Photographer: Ron Antonelli/Bloomberg

Goldman's Quant Unit Rebuilt on Lessons Learned in 2007 Meltdown

  • Quants use less leverage, more factors aiming for consistency
  • Assets climb to $110 billion in smart-beta, big-data offerings

Ten years ago, an abrupt meltdown in quantitative equity funds worldwide shook the burgeoning industry, spurring an exodus of investors. Goldman Sachs Group Inc. was among the worst hit, shedding three-quarters of its $165 billion in quant investments by 2012.

Gary Chropuvka, one of two partners leading the Quantitative Investment Strategies team at Goldman in New York, sweated those hot August days in 2007 that he says he’ll never forget. Rather than losing faith in quant investing, the group began to rebuild the strategies with less leverage and more diversity.

A decade later, the quant unit has clawed itself back to respectability. It manages about $110 billion in big-data mutual funds, smart-beta pools and other products -- all driven by factors such as consumer sentiment from social media. But a humbled Chropuvka now faces more robust competition, with almost every asset manager chasing quant money, betting on similar factors and shaving fees on exchange-traded funds to near-zero.

“We view this as a turnaround,” Chropuvka, 45, said in an interview at the bank’s New York headquarters. “We rolled up our sleeves and rebuilt the quant business based on the lessons we learned.”

During the week of Aug. 6, 2007, as cracks in the subprime mortgage market were just beginning to show, a number of long-short quant managers were suddenly hit with big losses. MIT professor Andrew Lo and a colleague wrote that the meltdown may have been triggered by a rapid unwinding of one or more large quantitative portfolios, possibly the result of margin calls or risk reduction. That led to the “fire sale liquidation of similar portfolios that happened to be quantitatively constructed,” they said in the 2007 paper.

At Goldman, ground zero for the implosion was a hedge fund called Global Equity Opportunities, which lost 23 percent that month. The firm in a report blamed the losses on the use of leverage in the fund and too many copycat managers making the same trades.

“Longer term successful quant managers will have to rely more on unique factors,” Goldman wrote.

Aims for Consistency

Today the QIS unit uses leverage in only some offerings and monitors markets for signs that certain trades are getting too crowded. The group strives for “persistent and consistent returns,” said Chropuvka, and no longer reaches too far for alpha, or benchmark-beating returns.

Smart-beta is the biggest piece of Goldman’s quant business, with about $77 billion in investments that track indexes based on factors such as low valuation and momentum. The unit has several billion dollars in smart-beta ETFs that were among the most successful launches of the past few years, said Eric Balchunas, an ETF analyst for Bloomberg Intelligence.

“Their funds are much cheaper than the competition’s,” said Balchunas.
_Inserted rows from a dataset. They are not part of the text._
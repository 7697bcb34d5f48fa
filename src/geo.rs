use libm::acos;
use rkyv::{Archive, Deserialize, Serialize};
use std::f64::consts::PI;
use std::fmt;
use thiserror::Error;

/// Mean earth radius used for every distance computed by the mesh.
pub const EARTH_RADIUS_KM: f64 = 6371.;

#[derive(Debug, Error, Clone, Copy, PartialEq, Eq)]
pub enum Error {
    /// One of the points was never given coordinates. `(0, 0)` is the unset
    /// sentinel, not a point in the gulf of Guinea.
    #[error("one of the locations has no coordinates")]
    InvalidLocation,
}

#[derive(Debug, Clone, Copy, Archive, Serialize, Deserialize, PartialEq)]
#[archive(check_bytes)]
pub enum Direction {
    North,
    South,
    East,
    West,
}

/// A punctual location: latitude and longitude in degrees, optionally named.
#[derive(Debug, Clone, Archive, Serialize, Deserialize, PartialEq, Default)]
#[archive(check_bytes)]
pub struct Location {
    pub name: Option<String>,
    pub latitude: f64,
    pub longitude: f64,
}

impl Location {
    pub fn new(latitude: f64, longitude: f64) -> Self {
        Self {
            name: None,
            latitude,
            longitude,
        }
    }

    /// A location known only by name. It can't take part in distance
    /// computations until coordinates are filled in.
    pub fn named(name: impl Into<String>) -> Self {
        Self {
            name: Some(name.into()),
            ..Default::default()
        }
    }

    pub fn with_coordinates(
        name: impl Into<String>,
        latitude: f64,
        longitude: f64,
    ) -> Self {
        Self {
            name: Some(name.into()),
            latitude,
            longitude,
        }
    }

    pub fn name(&self) -> Option<&str> {
        self.name.as_deref()
    }

    pub fn is_unset(&self) -> bool {
        self.latitude == 0. && self.longitude == 0.
    }

    /// Great-circle distance to `other`, via the spherical law of cosines.
    pub fn distance(&self, other: &Location) -> Result<Distance, Error> {
        if self.is_unset() || other.is_unset() {
            return Err(Error::InvalidLocation);
        }

        let pi_180 = |x: f64| (x * PI) / 180.;
        let (lat1, lat2) = (pi_180(self.latitude), pi_180(other.latitude));
        let d_lng = pi_180(other.longitude) - pi_180(self.longitude);

        let cos_c = lat1.sin() * lat2.sin() + lat1.cos() * lat2.cos() * d_lng.cos();
        // rounding can push coincident points just past 1
        let c = acos(cos_c.clamp(-1., 1.));

        Ok(Distance::from_kilometers(EARTH_RADIUS_KM * c))
    }

    /// Moves the point `distance` along a cardinal direction. East and west
    /// offsets are approximate away from the equator.
    pub fn offset(&self, distance: &Distance, direction: Direction) -> Self {
        let d = distance.kilometers() / EARTH_RADIUS_KM;
        let c = 180. / PI;

        match direction {
            Direction::East | Direction::West => {
                let offset = d * c / (self.latitude * PI / 180.).cos();
                let scalar = if direction == Direction::East { 1. } else { -1. };
                Self::new(self.latitude, self.longitude + (offset * scalar))
            }
            Direction::North | Direction::South => {
                let scalar = if direction == Direction::North { 1. } else { -1. };
                Self::new(self.latitude + (d * c * scalar), self.longitude)
            }
        }
    }
}

impl fmt::Display for Location {
    fn fmt(&self, f: &mut fmt::Formatter) -> fmt::Result {
        match &self.name {
            Some(name) => write!(f, "{} ({},{})", name, self.latitude, self.longitude),
            None => write!(f, "{},{}", self.latitude, self.longitude),
        }
    }
}

/// A circle on the globe: a center and a radius around it. Trip search uses
/// it to decide whether a departure or arrival point is close enough.
#[derive(Debug, Clone, Archive, Serialize, Deserialize, PartialEq)]
#[archive(check_bytes)]
pub struct LocationRange {
    pub center: Location,
    pub radius: Distance,
}

impl LocationRange {
    pub fn new(center: Location, radius: Distance) -> Self {
        Self { center, radius }
    }

    pub fn from_kilometers(center: Location, radius_km: f64) -> Self {
        Self::new(center, Distance::from_kilometers(radius_km))
    }

    /// True iff `other` lies strictly inside the range. A point exactly on
    /// the boundary is outside.
    pub fn contains(&self, other: &Location) -> Result<bool, Error> {
        let distance = self.center.distance(other)?;
        Ok(distance.kilometers() < self.radius.kilometers())
    }
}

#[derive(Debug, Clone, Copy, Archive, Serialize, Deserialize, PartialEq)]
#[archive(check_bytes)]
pub enum DistanceUnit {
    Meters,
    Kilometers,
}

impl DistanceUnit {
    fn in_meters(&self) -> f64 {
        match self {
            DistanceUnit::Meters => 1.,
            DistanceUnit::Kilometers => 1000.,
        }
    }

    fn abbreviation(&self) -> &'static str {
        match self {
            DistanceUnit::Meters => "m",
            DistanceUnit::Kilometers => "km",
        }
    }
}

#[derive(Debug, Clone, Copy, Archive, Serialize, Deserialize)]
#[archive(check_bytes)]
pub struct Distance {
    unit: DistanceUnit,
    value: f64,
}

impl Distance {
    pub fn from_kilometers(value: f64) -> Self {
        Self {
            value,
            unit: DistanceUnit::Kilometers,
        }
    }

    pub fn from_meters(value: f64) -> Self {
        Self {
            value,
            unit: DistanceUnit::Meters,
        }
    }

    pub fn kilometers(&self) -> f64 {
        self.value * self.unit.in_meters() / DistanceUnit::Kilometers.in_meters()
    }
}

const APPROX_EQUAL_KM: f64 = 1e-6;

impl PartialEq for Distance {
    #[inline]
    fn eq(&self, other: &Self) -> bool {
        (self.kilometers() - other.kilometers()).abs() < APPROX_EQUAL_KM
    }
}

impl fmt::Display for Distance {
    fn fmt(&self, f: &mut fmt::Formatter) -> fmt::Result {
        write!(f, "{:.1}{}", self.value, self.unit.abbreviation())
    }
}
QIS’s big-data strategies manage about $25 billion in a series of U.S. mutual funds and other products. Quants use machine-learning algorithms to sift through data, including credit-card receipts, to glean clues that might translate into wagers. Chropuvka said they have found 150 different trading signals, increasing the chances his team’s bets won’t mimic those of other quant funds.

Read more on how fund managers struggle with big data

Signals sometimes stop working. Tracking changes in analyst recommendations on companies used to be an indicator, but over time it became too widely followed and lost its predicative power. Now Goldman’s proprietary natural-language processing algorithms examine the tone in analyst reports, a more subtle signal that still has value, Chropuvka said. 

Quant Overcrowding

The big-data mutual funds generally have performed well. The nine U.S. equity Insights funds on average beat 74 percent of rivals over the past five years, according to data compiled by Bloomberg. The unit manages an additional $8 billion of quantitative investments that attempt to duplicate hedge fund strategies at a lower price.

Quants are more worried about overcrowding and a decline in performance than a repeat of the panic of 2007. Rob Arnott, the founder of Research Affiliates and one of pioneers of smart-beta investing, says the rush of money pouring into the category could be its undoing.

“I am urging caution for a simple reason. It is human nature to engage in performance chasing,” Arnott told Bloomberg in June. “People think I am saying smart beta is a bad idea. I am not saying that all, but look before you leap.”

Jonathon Jacobson, founder of Highfields Capital Management, questioned the sustainability of quant performance in a second-quarter letter to investors. “Hundreds of billions of dollars can’t exploit the same inefficiency for long,” the hedge fund manager wrote. “My sense is we are a lot closer to the end than the beginning of these strategies producing excess returns.”

Goldman in a December white paper pointed out that not all smart-beta funds emphasize the same factors, which means the danger of crowding may be not as severe as some fear.

Chropuvka stresses that quant investing doesn’t imply that all decisions are made by machines on autopilot. Managers still set the strategies, make the wagers and monitor risk to try to prevent another quant blowup.

“People play a paramount role,” he said. “We use economic intuition and ask: why does something work and will it work going forward?”